De l’autre côté du spectre politique, les influenceurs campistes de gauche dont certains pour qui l’Iran représente un allié objectif dans la guerre contre Israël, ont sauté sur l’occasion pour sortir leur soupe anti-impérialiste réactionnaire. Les prises de position de Youssef Boussoumah, militant du media d’opinion Paroles d’Honneur parlent d’elles-mêmes : « C’est vrai qu’au moment où son pays risque une guerre nucléaire avec l’arrivée possible de Trump pour s’être opposé au génocide de Gaza il était de la plus haute importance d’aller se mettre à demi nu, c’était une belle opportunité de sa part une stratégie gagnante »… Et de défendre l’Iran face à Ahou Daryaei, elle qui aurait, semble-t-il, décidément bien préparé son coup pour plaire aux médias occidentaux « en se dénudant »… ? Magnifique mélange de théories conspi et de misogynie ! La vidéo du même média intitulée « Femmes iraniennes : le baiser empoisonné de l’Occident » distille sensiblement le même discours. Le discours anti-impérialiste, que l’on connaît bien, déploie en filigrane, son chantage habituel. « Bien sûr, on peut critiquer l’Iran… mais… » : mais cette critique serait « au prix des droits des femmes du Sud » selon eux. Oui, car certains États sont plus intouchables que d’autres. Pour les campistes, exprimer sa solidarité avec les femmes révoltées en Iran qui luttent pour leur liberté se ferait au détriment de ces mêmes femmes. Cela participerait à discréditer le régime iranien, ô combien important dans la lutte contre « l’impérialisme occidental ». Pour les bouteldjistes, il faudrait en réalité d’abord critiquer le blocus sur l’Iran avant de pouvoir dire quoi que ce soit sur sa politique intérieure : d’abord critiquer les États-Unis, pour pouvoir critiquer le gouvernement iranien, pour pouvoir critiquer la police des mœurs et enfin pour pouvoir critiquer la religion ? Oups, non, critiquer la religion, ça, jamais.
Gommer les révoltes internes, fermer les yeux devant la réalité concrète du pouvoir religieux subi au quotidien par les habitants de tout un pays, afin de soutenir des états réactionnaires, voilà ce qu’a toujours produit le manichéisme idéologique, d’un côté comme de l’autre.

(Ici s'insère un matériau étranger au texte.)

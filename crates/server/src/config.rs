//! Server configuration loaded from environment variables.
//!
//! # Environment Variables
//!
//! ## Required
//! - `LOYALTY_DATABASE_URL` - `PostgreSQL` connection string (falls back to
//!   `DATABASE_URL`). Only required when `LOYALTY_STORAGE=postgres`.
//!
//! ## Optional
//! - `LOYALTY_STORAGE` - `postgres` (default) or `memory`
//! - `LOYALTY_HOST` - Bind address (default: 127.0.0.1)
//! - `LOYALTY_PORT` - Listen port (default: 3000)
//! - `LOYALTY_MERCHANT_CACHE_TTL_SECS` - Merchant config cache TTL (default: 300)
//! - `LOYALTY_UPDATE_RETRIES` - Retries after a concurrent ledger update (default: 3)
//! - `SENTRY_DSN` - Sentry error tracking DSN
//! - `SENTRY_ENVIRONMENT` - Sentry environment name
//! - `SENTRY_SAMPLE_RATE` - Error event sample rate (default: 1.0)
//! - `SENTRY_TRACES_SAMPLE_RATE` - Transaction sample rate (default: 0.0)

use std::net::{IpAddr, SocketAddr};
use std::str::FromStr;
use std::time::Duration;

use secrecy::SecretString;
use thiserror::Error;

/// Configuration errors that can occur during loading.
#[derive(Debug, Error)]
pub enum ConfigError {
    #[error("Missing environment variable: {0}")]
    MissingEnvVar(String),
    #[error("Invalid environment variable {0}: {1}")]
    InvalidEnvVar(String, String),
}

/// Which storage backend the server runs against.
#[derive(Debug, Clone, Copy, PartialEq, Eq, Default)]
pub enum StorageBackend {
    /// `PostgreSQL` via sqlx.
    #[default]
    Postgres,
    /// Process-local maps. Data is lost on restart.
    Memory,
}

impl FromStr for StorageBackend {
    type Err = String;

    fn from_str(s: &str) -> Result<Self, Self::Err> {
        match s.trim().to_ascii_lowercase().as_str() {
            "postgres" | "postgresql" => Ok(Self::Postgres),
            "memory" => Ok(Self::Memory),
            other => Err(format!("unknown storage backend '{other}'")),
        }
    }
}

/// Loyalty server configuration.
#[derive(Debug, Clone)]
pub struct ServerConfig {
    /// Storage backend
    pub storage: StorageBackend,
    /// `PostgreSQL` database connection URL (contains password)
    pub database_url: Option<SecretString>,
    /// IP address to bind the server to
    pub host: IpAddr,
    /// Port to listen on
    pub port: u16,
    /// How long merchant rewards configuration is cached
    pub merchant_cache_ttl: Duration,
    /// Retries after an optimistic concurrency conflict on a ledger entry
    pub update_retries: u32,
    /// Error tracking configuration
    pub sentry: SentryConfig,
}

/// Sentry error tracking configuration.
#[derive(Debug, Clone, Default)]
pub struct SentryConfig {
    /// Sentry DSN; Sentry is disabled when unset
    pub dsn: Option<String>,
    /// Environment tag (e.g., "production")
    pub environment: Option<String>,
    /// Fraction of error events to send
    pub sample_rate: f32,
    /// Fraction of transactions to trace
    pub traces_sample_rate: f32,
}

impl ServerConfig {
    /// Load configuration from environment variables.
    ///
    /// Calls `dotenvy::dotenv()` to load from `.env` file if present.
    ///
    /// # Errors
    ///
    /// Returns `ConfigError` if required variables are missing or invalid.
    pub fn from_env() -> Result<Self, ConfigError> {
        // Load .env file if present (ignore errors if not found)
        let _ = dotenvy::dotenv();

        Self::from_lookup(|key| std::env::var(key).ok())
    }

    /// Load configuration through an arbitrary variable lookup.
    ///
    /// # Errors
    ///
    /// Returns `ConfigError` if required variables are missing or invalid.
    pub fn from_lookup(lookup: impl Fn(&str) -> Option<String>) -> Result<Self, ConfigError> {
        let env = Env(&lookup);

        let storage = env.parsed_or("LOYALTY_STORAGE", StorageBackend::default())?;
        let database_url = env.database_url("LOYALTY_DATABASE_URL");
        if storage == StorageBackend::Postgres && database_url.is_none() {
            return Err(ConfigError::MissingEnvVar(
                "LOYALTY_DATABASE_URL".to_string(),
            ));
        }

        let host = env.parsed_or("LOYALTY_HOST", IpAddr::from([127, 0, 0, 1]))?;
        let port = env.parsed_or("LOYALTY_PORT", 3000_u16)?;
        let merchant_cache_ttl =
            Duration::from_secs(env.parsed_or("LOYALTY_MERCHANT_CACHE_TTL_SECS", 300_u64)?);
        let update_retries = env.parsed_or("LOYALTY_UPDATE_RETRIES", 3_u32)?;

        let sentry = SentryConfig {
            dsn: env.optional("SENTRY_DSN"),
            environment: env.optional("SENTRY_ENVIRONMENT"),
            sample_rate: env.parsed_or("SENTRY_SAMPLE_RATE", 1.0_f32)?,
            traces_sample_rate: env.parsed_or("SENTRY_TRACES_SAMPLE_RATE", 0.0_f32)?,
        };

        Ok(Self {
            storage,
            database_url,
            host,
            port,
            merchant_cache_ttl,
            update_retries,
            sentry,
        })
    }

    /// Returns the socket address for binding the server.
    #[must_use]
    pub const fn socket_addr(&self) -> SocketAddr {
        SocketAddr::new(self.host, self.port)
    }

    /// Configuration for an in-memory server, used by tests and local demos.
    #[must_use]
    pub fn in_memory() -> Self {
        Self {
            storage: StorageBackend::Memory,
            database_url: None,
            host: IpAddr::from([127, 0, 0, 1]),
            port: 0,
            merchant_cache_ttl: Duration::from_secs(300),
            update_retries: 3,
            sentry: SentryConfig::default(),
        }
    }
}

// =============================================================================
// Helper Functions
// =============================================================================

struct Env<'a, F: Fn(&str) -> Option<String>>(&'a F);

impl<F: Fn(&str) -> Option<String>> Env<'_, F> {
    /// Get an optional, non-blank variable.
    fn optional(&self, key: &str) -> Option<String> {
        (self.0)(key).filter(|value| !value.trim().is_empty())
    }

    /// Parse a variable, using `default` when it is unset.
    fn parsed_or<T>(&self, key: &str, default: T) -> Result<T, ConfigError>
    where
        T: FromStr,
        T::Err: ToString,
    {
        self.optional(key).map_or(Ok(default), |value| {
            value
                .trim()
                .parse::<T>()
                .map_err(|e| ConfigError::InvalidEnvVar(key.to_string(), e.to_string()))
        })
    }

    /// Get database URL with fallback to generic `DATABASE_URL`.
    fn database_url(&self, primary_key: &str) -> Option<SecretString> {
        self.optional(primary_key)
            .or_else(|| self.optional("DATABASE_URL"))
            .map(SecretString::from)
    }
}
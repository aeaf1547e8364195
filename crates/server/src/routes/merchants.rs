//! Merchant rewards configuration routes.

use axum::{
    Json,
    extract::{Path, State},
};

use loyalty_core::{Merchant, MerchantId, RewardLedgerEntry, RewardsConfig};

use super::extract::ApiJson;
use crate::error::Result;
use crate::middleware::Caller;
use crate::services::RewardsError;
use crate::state::AppState;

fn parse_merchant_id(raw: &str) -> Result<MerchantId> {
    MerchantId::parse(raw).map_err(|e| RewardsError::InvalidInput(e.to_string()).into())
}

/// A merchant's rewards configuration.
///
/// GET /api/merchants/{merchant_id}/rewards
///
/// # Errors
///
/// 404 if the merchant does not exist.
pub async fn rewards(
    State(state): State<AppState>,
    _caller: Caller,
    Path(merchant_id): Path<String>,
) -> Result<Json<RewardsConfig>> {
    let merchant_id = parse_merchant_id(&merchant_id)?;
    let rewards = state.rewards().merchant_rewards(&merchant_id).await?;
    Ok(Json(rewards))
}

/// Replace a merchant's rewards configuration.
///
/// PUT /api/merchants/{merchant_id}/rewards
///
/// # Errors
///
/// 400 if a tier is invalid, 404 if the merchant does not exist.
pub async fn update_rewards(
    State(state): State<AppState>,
    Caller(caller): Caller,
    Path(merchant_id): Path<String>,
    ApiJson(rewards): ApiJson<RewardsConfig>,
) -> Result<Json<Merchant>> {
    let merchant_id = parse_merchant_id(&merchant_id)?;
    tracing::info!(%caller, %merchant_id, "Replacing merchant rewards");
    let merchant = state
        .rewards()
        .update_merchant_rewards(&merchant_id, rewards)
        .await?;
    Ok(Json(merchant))
}

/// Every customer of a merchant, most recent visit first.
///
/// GET /api/merchants/{merchant_id}/customers
///
/// # Errors
///
/// 404 if the merchant does not exist.
pub async fn customers(
    State(state): State<AppState>,
    _caller: Caller,
    Path(merchant_id): Path<String>,
) -> Result<Json<Vec<RewardLedgerEntry>>> {
    let merchant_id = parse_merchant_id(&merchant_id)?;
    let entries = state.rewards().customers(&merchant_id).await?;
    Ok(Json(entries))
}
//! Currency amounts using decimal arithmetic.
//!
//! Purchase amounts arrive from point-of-sale terminals and checkout flows as
//! strings. They are parsed once at the boundary into [`PurchaseAmount`] so
//! that business logic never sees an unvalidated number.

use core::fmt;
use core::str::FromStr;

use rust_decimal::{Decimal, RoundingStrategy};
use serde::{Deserialize, Serialize};

/// Number of decimal places kept for accumulated spend.
pub const CURRENCY_SCALE: u32 = 2;

/// Largest amount a spend total may hold: `999999999999999999.99`.
///
/// Matches the `NUMERIC(20, 2)` ledger column.
pub const MAX_AMOUNT: Decimal = Decimal::from_parts(1_661_992_959, 1_808_227_885, 5, false, 2);

/// Errors that can occur when parsing a [`PurchaseAmount`].
#[derive(thiserror::Error, Debug, Clone, PartialEq, Eq)]
pub enum AmountError {
    /// The input string is empty.
    #[error("amount cannot be empty")]
    Empty,
    /// The input is not a finite decimal number.
    #[error("amount is not a valid number: {0:?}")]
    NotANumber(String),
    /// The amount is below zero.
    #[error("amount cannot be negative")]
    Negative,
    /// The amount does not fit in a spend total.
    #[error("amount cannot exceed {max}")]
    TooLarge {
        /// Largest accepted amount.
        max: Decimal,
    },
}

/// Round a currency value to two decimal places.
///
/// Midpoints round away from zero, so `0.125` becomes `0.13`.
#[must_use]
pub fn round2(value: Decimal) -> Decimal {
    value.round_dp_with_strategy(CURRENCY_SCALE, RoundingStrategy::MidpointAwayFromZero)
}

/// A validated, non-negative purchase amount.
///
/// ## Examples
///
/// ```
/// use loyalty_core::PurchaseAmount;
///
/// assert!(PurchaseAmount::parse("30").is_ok());
/// assert!(PurchaseAmount::parse(" 12.50 ").is_ok());
///
/// assert!(PurchaseAmount::parse("abc").is_err());
/// assert!(PurchaseAmount::parse("NaN").is_err());
/// assert!(PurchaseAmount::parse("-5").is_err());
/// ```
#[derive(Debug, Clone, Copy, PartialEq, Eq, PartialOrd, Ord, Hash, Serialize, Deserialize)]
#[serde(try_from = "Decimal", into = "Decimal")]
pub struct PurchaseAmount(Decimal);

impl PurchaseAmount {
    /// Zero amount.
    pub const ZERO: Self = Self(Decimal::ZERO);

    /// Parse an amount from caller-supplied text.
    ///
    /// Accepts plain decimals (`"30"`, `"12.50"`) and scientific notation
    /// (`"1.5e2"`). `Decimal` has no NaN or infinity, so anything that parses
    /// is finite.
    ///
    /// # Errors
    ///
    /// Returns an error if the input is empty, not a number, negative, or
    /// above [`MAX_AMOUNT`] once rounded to cents.
    pub fn parse(s: &str) -> Result<Self, AmountError> {
        let trimmed = s.trim();
        if trimmed.is_empty() {
            return Err(AmountError::Empty);
        }
        // `Decimal::from_str` skips `_` separators
        if !trimmed
            .chars()
            .all(|c| c.is_ascii_digit() || matches!(c, '.' | 'e' | 'E' | '+' | '-'))
        {
            return Err(AmountError::NotANumber(trimmed.to_owned()));
        }

        let value = Decimal::from_str(trimmed)
            .or_else(|_| Decimal::from_scientific(trimmed))
            .map_err(|_| AmountError::NotANumber(trimmed.to_owned()))?;

        Self::try_from(value)
    }

    /// Get the underlying decimal value.
    #[must_use]
    pub const fn value(&self) -> Decimal {
        self.0
    }
}

impl TryFrom<Decimal> for PurchaseAmount {
    type Error = AmountError;

    fn try_from(value: Decimal) -> Result<Self, Self::Error> {
        if value.is_sign_negative() && !value.is_zero() {
            return Err(AmountError::Negative);
        }
        if round2(value) > MAX_AMOUNT {
            return Err(AmountError::TooLarge { max: MAX_AMOUNT });
        }
        Ok(Self(value))
    }
}

impl From<PurchaseAmount> for Decimal {
    fn from(amount: PurchaseAmount) -> Self {
        amount.0
    }
}

impl FromStr for PurchaseAmount {
    type Err = AmountError;

    fn from_str(s: &str) -> Result<Self, Self::Err> {
        Self::parse(s)
    }
}

impl fmt::Display for PurchaseAmount {
    fn fmt(&self, f: &mut fmt::Formatter<'_>) -> fmt::Result {
        self.0.fmt(f)
    }
}
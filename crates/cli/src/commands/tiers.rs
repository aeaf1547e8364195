//! Offline tier resolution.
//!
//! # Usage
//!
//! ```bash
//! loyalty tiers resolve --file merchant.yaml --spent 110
//! ```

use std::fmt::Write as _;
use std::path::Path;

use loyalty_core::{PurchaseAmount, RewardsConfig, round2, tier_progress};

use super::CommandError;
use super::merchant::MerchantFile;

/// Resolve the tier reached by `spent` under the merchant's tiers in `path`.
///
/// # Errors
///
/// Returns an error if the file is invalid or `spent` is not a
/// non-negative number.
pub fn resolve(path: &Path, spent: &str) -> Result<String, CommandError> {
    let file = MerchantFile::load(path)?;
    report(&file.rewards, spent)
}

/// Describe where a spend total sits in a tier ladder.
fn report(rewards: &RewardsConfig, spent: &str) -> Result<String, CommandError> {
    let spent = PurchaseAmount::parse(spent)
        .map_err(|e| CommandError::Invalid(e.to_string()))?
        .value();
    let spent = round2(spent);
    let progress = tier_progress(spent, &rewards.tiers);

    let mut out = format!("spent: {spent}\n");
    match &progress.current_tier {
        Some(tier) => {
            let _ = writeln!(out, "tier: {} (discount {})", tier.name, tier.discount);
        }
        None => out.push_str("tier: none\n"),
    }
    match (&progress.next_tier, progress.remaining_to_next) {
        (Some(next), Some(remaining)) => {
            let _ = write!(out, "next: {} in {remaining}", next.name);
        }
        _ => out.push_str("next: none"),
    }
    Ok(out)
}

Dans ce cas précis, cette rhétorique se fait au détriment des iraniennes, et de surcroît, de tous les iraniens. Toute perspective internationaliste est enterrée devant la loi du campisme.
Cette attitude qui consiste à monnayer en permanence à qui s’adresse la solidarité, et sous quelles conditions, nous la refusons. Il nous semble nécessaire que les anti-autoritaires aient quelque chose à dire de ce qu’il se passe en Iran, des résurgences, multiples, des soulèvements qui ont eu lieu ces dernières années, et qui risqueraient bien d’enflammer à nouveau le pays. Cela se fera sans l’accord de ceux qui pensent détenir le monopole sur ces sujets, cela se fera, en même temps, en luttant contre tous les Etats du monde.
D’abord, parce que cet acte s’inscrit dans un contexte de lutte sociale très offensive, il n’est pas isolé. Ensuite car il critique, en lui-même, la religion et la morale, enfin, car cette femme, comme d’autres, a subi et peut encore subir la répression et la psychiatrisation, l’enfermement, peut-être même la torture. Cette solidarité dépasse toutes les frontières, et elle se fera sans compromis.
Nous ne pouvons qu’espérer que le geste d’Ahou Daryaei en inspire d’autres, ce qui semble être déjà le cas : début 2025, plusieurs vidéos montrant des actes de contestation face aux lois morales ont été publiées, montrent des étudiantes de Téhéran chassant une femme de la police des mœurs ou une femme dans un aéroport décoiffant un mollah qui l’avait réprimandée. Ces témoignages ne sont sûrement qu’une partie des multiples formes de résistance au rigorisme qui prennent place chaque jour en Iran.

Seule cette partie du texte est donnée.